=== Data ===
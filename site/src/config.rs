use std::env;
use std::path::{Path, PathBuf};

use anyhow::{Context, Result};
use log::warn;

pub const DEFAULT_HOST: &str = "127.0.0.1";
pub const DEFAULT_PORT: u16 = 3000;

/// Workspace checkout this crate was built from.
pub fn workspace_root() -> PathBuf {
    Path::new(env!("CARGO_MANIFEST_DIR"))
        .parent()
        .map(Path::to_path_buf)
        .unwrap_or_else(|| PathBuf::from("."))
}

/// Relative paths are taken from the workspace root, absolute ones as-is.
pub fn resolve_path(root: &Path, path: &Path) -> PathBuf {
    if path.is_absolute() {
        path.to_path_buf()
    } else {
        root.join(path)
    }
}

#[derive(Debug, Clone, PartialEq, Eq)]
pub struct SiteConfig {
    pub host: String,
    pub port: u16,
    /// Built bundle: `index.html`, the wasm package and `assets/`.
    pub dist_dir: PathBuf,
}

impl SiteConfig {
    /// Reads `SITE_HOST`, `SITE_PORT` and `SITE_DIST_DIR`, after loading an
    /// optional `.env`.
    pub fn from_env() -> Result<Self> {
        if let Err(e) = dotenvy::dotenv() {
            if !e.not_found() {
                warn!("ignoring unreadable .env: {e}");
            }
        }
        Self::from_lookup(|key| env::var(key).ok())
    }

    pub fn from_lookup(get: impl Fn(&str) -> Option<String>) -> Result<Self> {
        let host = get("SITE_HOST").unwrap_or_else(|| DEFAULT_HOST.to_owned());

        let port = match get("SITE_PORT") {
            Some(raw) => raw
                .trim()
                .parse()
                .with_context(|| format!("SITE_PORT is not a port number: {raw:?}"))?,
            None => DEFAULT_PORT,
        };

        let root = workspace_root();
        let dist_dir = get("SITE_DIST_DIR")
            .map(|d| resolve_path(&root, Path::new(&d)))
            .unwrap_or_else(|| root.join("dist"));

        Ok(Self {
            host,
            port,
            dist_dir,
        })
    }
}

#[cfg(test)]
mod tests {
    use std::collections::HashMap;

    use super::*;

    fn lookup(pairs: &[(&str, &str)]) -> impl Fn(&str) -> Option<String> {
        let map: HashMap<String, String> = pairs
            .iter()
            .map(|(k, v)| (k.to_string(), v.to_string()))
            .collect();
        move |key: &str| map.get(key).cloned()
    }

    #[test]
    fn defaults_when_unset() {
        let cfg = SiteConfig::from_lookup(lookup(&[])).unwrap();
        assert_eq!(cfg.host, DEFAULT_HOST);
        assert_eq!(cfg.port, DEFAULT_PORT);
        assert_eq!(cfg.dist_dir, workspace_root().join("dist"));
    }

    #[test]
    fn reads_overrides() {
        let cfg = SiteConfig::from_lookup(lookup(&[
            ("SITE_HOST", "0.0.0.0"),
            ("SITE_PORT", " 8080 "),
            ("SITE_DIST_DIR", "/srv/cloud"),
        ]))
        .unwrap();
        assert_eq!(cfg.host, "0.0.0.0");
        assert_eq!(cfg.port, 8080);
        assert_eq!(cfg.dist_dir, PathBuf::from("/srv/cloud"));
    }

    #[test]
    fn relative_dist_is_rooted_at_workspace() {
        let cfg = SiteConfig::from_lookup(lookup(&[("SITE_DIST_DIR", "target/site")])).unwrap();
        assert_eq!(cfg.dist_dir, workspace_root().join("target/site"));
    }

    #[test]
    fn bad_port_is_an_error() {
        let err = SiteConfig::from_lookup(lookup(&[("SITE_PORT", "http")])).unwrap_err();
        assert!(err.to_string().contains("SITE_PORT"), "{err}");
    }
}
use leptos::ev::MouseEvent;
use leptos::prelude::*;

use crate::utils::cn;

#[derive(Copy, Clone, Debug, Default, PartialEq, Eq)]
pub enum ButtonVariant {
    #[default]
    Primary,
    Secondary,
    Outline,
    Ghost,
}

#[derive(Copy, Clone, Debug, Default, PartialEq, Eq)]
pub enum ButtonSize {
    Sm,
    #[default]
    Md,
    Lg,
}

const BASE: &str = "inline-flex items-center justify-center gap-2 rounded-md font-medium \
    transition-colors focus-visible:outline-none focus-visible:ring-2 \
    focus-visible:ring-primary focus-visible:ring-offset-2 \
    disabled:pointer-events-none disabled:opacity-50";

impl ButtonVariant {
    fn class(self) -> &'static str {
        match self {
            ButtonVariant::Primary => "bg-primary text-primary-foreground hover:bg-primary/90",
            ButtonVariant::Secondary => "bg-secondary text-secondary-foreground hover:bg-secondary/80",
            ButtonVariant::Outline => "border border-gray-300 bg-white text-gray-900 hover:bg-gray-100",
            ButtonVariant::Ghost => "text-gray-900 hover:bg-gray-100",
        }
    }
}

impl ButtonSize {
    fn class(self) -> &'static str {
        match self {
            ButtonSize::Sm => "h-9 px-3 text-sm",
            ButtonSize::Md => "h-10 px-4 py-2",
            ButtonSize::Lg => "h-11 px-8 text-lg",
        }
    }
}

pub fn button_class(variant: ButtonVariant, size: ButtonSize, extra: Option<&str>) -> String {
    cn([Some(BASE), Some(variant.class()), Some(size.class()), extra])
}

#[component]
pub fn Button(
    #[prop(optional)] variant: ButtonVariant,
    #[prop(optional)] size: ButtonSize,
    #[prop(optional, into)] class: Option<String>,
    #[prop(default = "button")] button_type: &'static str,
    #[prop(optional)] disabled: bool,
    #[prop(optional, into)] on_click: Option<Callback<MouseEvent>>,
    children: Children,
) -> impl IntoView {
    let class = button_class(variant, size, class.as_deref());

    view! {
        <button
            type=button_type
            class=class
            disabled=disabled
            on:click=move |ev| {
                if let Some(cb) = on_click {
                    cb.run(ev);
                }
            }
        >
            {children()}
        </button>
    }
}

#[cfg(test)]
mod tests {
    use super::*;

    #[test]
    fn defaults_are_primary_medium() {
        let class = button_class(ButtonVariant::default(), ButtonSize::default(), None);
        assert!(class.contains("bg-primary"));
        assert!(class.contains("h-10"));
    }

    #[test]
    fn extra_class_is_appended_last() {
        let class = button_class(ButtonVariant::Outline, ButtonSize::Sm, Some("w-full"));
        assert!(class.starts_with("inline-flex"));
        assert!(class.ends_with("w-full"));
        assert!(class.contains("border-gray-300"));
        assert!(class.contains("h-9"));
    }

    #[test]
    fn no_stray_whitespace() {
        let class = button_class(ButtonVariant::Ghost, ButtonSize::Lg, Some("  "));
        assert!(!class.contains("  "));
        assert_eq!(class, class.trim());
    }
}
//! Packaging step: mirror the static asset tree into the build output.
//!
//! Symlinks are recreated as links pointing at the same target, never
//! dereferenced. The destination is wiped on every run so stale files from a
//! previous build cannot survive.

use std::fs;
use std::io;
use std::path::Path;

use anyhow::{Context, Result};
use log::{debug, info};

#[derive(Debug, Default, Clone, Copy, PartialEq, Eq)]
pub struct CopyStats {
    pub files: usize,
    pub dirs: usize,
    pub links: usize,
}

#[derive(Debug, Clone, Copy, PartialEq, Eq)]
pub enum CopyOutcome {
    /// Nothing to package; the destination was not touched.
    SourceMissing,
    Copied(CopyStats),
}

pub fn copy_assets(src: &Path, dest: &Path) -> Result<CopyOutcome> {
    match fs::metadata(src) {
        Ok(_) => {}
        Err(e) if e.kind() == io::ErrorKind::NotFound => {
            info!("no assets at {}, skipping", src.display());
            return Ok(CopyOutcome::SourceMissing);
        }
        Err(e) => return Err(e).with_context(|| format!("inspecting {}", src.display())),
    }

    remove_existing(dest)?;
    fs::create_dir_all(dest).with_context(|| format!("creating {}", dest.display()))?;

    let mut stats = CopyStats::default();
    copy_tree(src, dest, &mut stats)?;

    info!(
        "copied {} files, {} dirs, {} links from {} to {}",
        stats.files,
        stats.dirs,
        stats.links,
        src.display(),
        dest.display()
    );
    Ok(CopyOutcome::Copied(stats))
}

fn remove_existing(path: &Path) -> Result<()> {
    let res = match fs::symlink_metadata(path) {
        Ok(meta) if meta.is_dir() => fs::remove_dir_all(path),
        Ok(_) => fs::remove_file(path),
        Err(e) if e.kind() == io::ErrorKind::NotFound => Ok(()),
        Err(e) => Err(e),
    };
    res.with_context(|| format!("clearing {}", path.display()))
}

fn copy_tree(src: &Path, dest: &Path, stats: &mut CopyStats) -> Result<()> {
    let entries = fs::read_dir(src).with_context(|| format!("reading {}", src.display()))?;

    for entry in entries {
        let entry = entry.with_context(|| format!("reading {}", src.display()))?;
        let from = entry.path();
        let to = dest.join(entry.file_name());
        // file_type() does not follow links
        let ty = entry
            .file_type()
            .with_context(|| format!("inspecting {}", from.display()))?;

        if ty.is_dir() {
            fs::create_dir_all(&to).with_context(|| format!("creating {}", to.display()))?;
            stats.dirs += 1;
            copy_tree(&from, &to, stats)?;
        } else if ty.is_symlink() {
            let target =
                fs::read_link(&from).with_context(|| format!("reading link {}", from.display()))?;
            debug!("link {} -> {}", to.display(), target.display());
            symlink(&from, &target, &to)
                .with_context(|| format!("linking {} -> {}", to.display(), target.display()))?;
            stats.links += 1;
        } else {
            fs::copy(&from, &to)
                .with_context(|| format!("copying {} to {}", from.display(), to.display()))?;
            stats.files += 1;
        }
    }

    Ok(())
}

#[cfg(unix)]
fn symlink(_original: &Path, target: &Path, link: &Path) -> io::Result<()> {
    std::os::unix::fs::symlink(target, link)
}

#[cfg(windows)]
fn symlink(original: &Path, target: &Path, link: &Path) -> io::Result<()> {
    use std::os::windows::fs::{symlink_dir, symlink_file};

    match fs::metadata(original) {
        Ok(meta) if meta.is_dir() => symlink_dir(target, link),
        _ => symlink_file(target, link),
    }
}
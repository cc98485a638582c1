#[cfg(feature = "web")]
use leptos::mount::mount_to_body;
#[cfg(feature = "web")]
use leptos::view;
#[cfg(feature = "web")]
use wasm_bindgen::prelude::*;

#[cfg(feature = "web")]
#[wasm_bindgen(start)]
pub fn main() {
    console_error_panic_hook::set_once();
    mount_to_body(|| view! { <App/> });
}

pub mod app;
pub mod components;
pub mod nav;
pub mod pages;
pub mod routes;
pub mod utils;

pub use crate::app::App;
pub use crate::components::{Button, ButtonSize, ButtonVariant, Footer, Header, LogoSource};
pub use crate::nav::{Section, SectionNavigator};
===
- Task to carry out
Pull every line with "enum" from the records.

- Written answer
pub enum ButtonVariant {
pub enum ButtonSize {
pub enum CopyOutcome {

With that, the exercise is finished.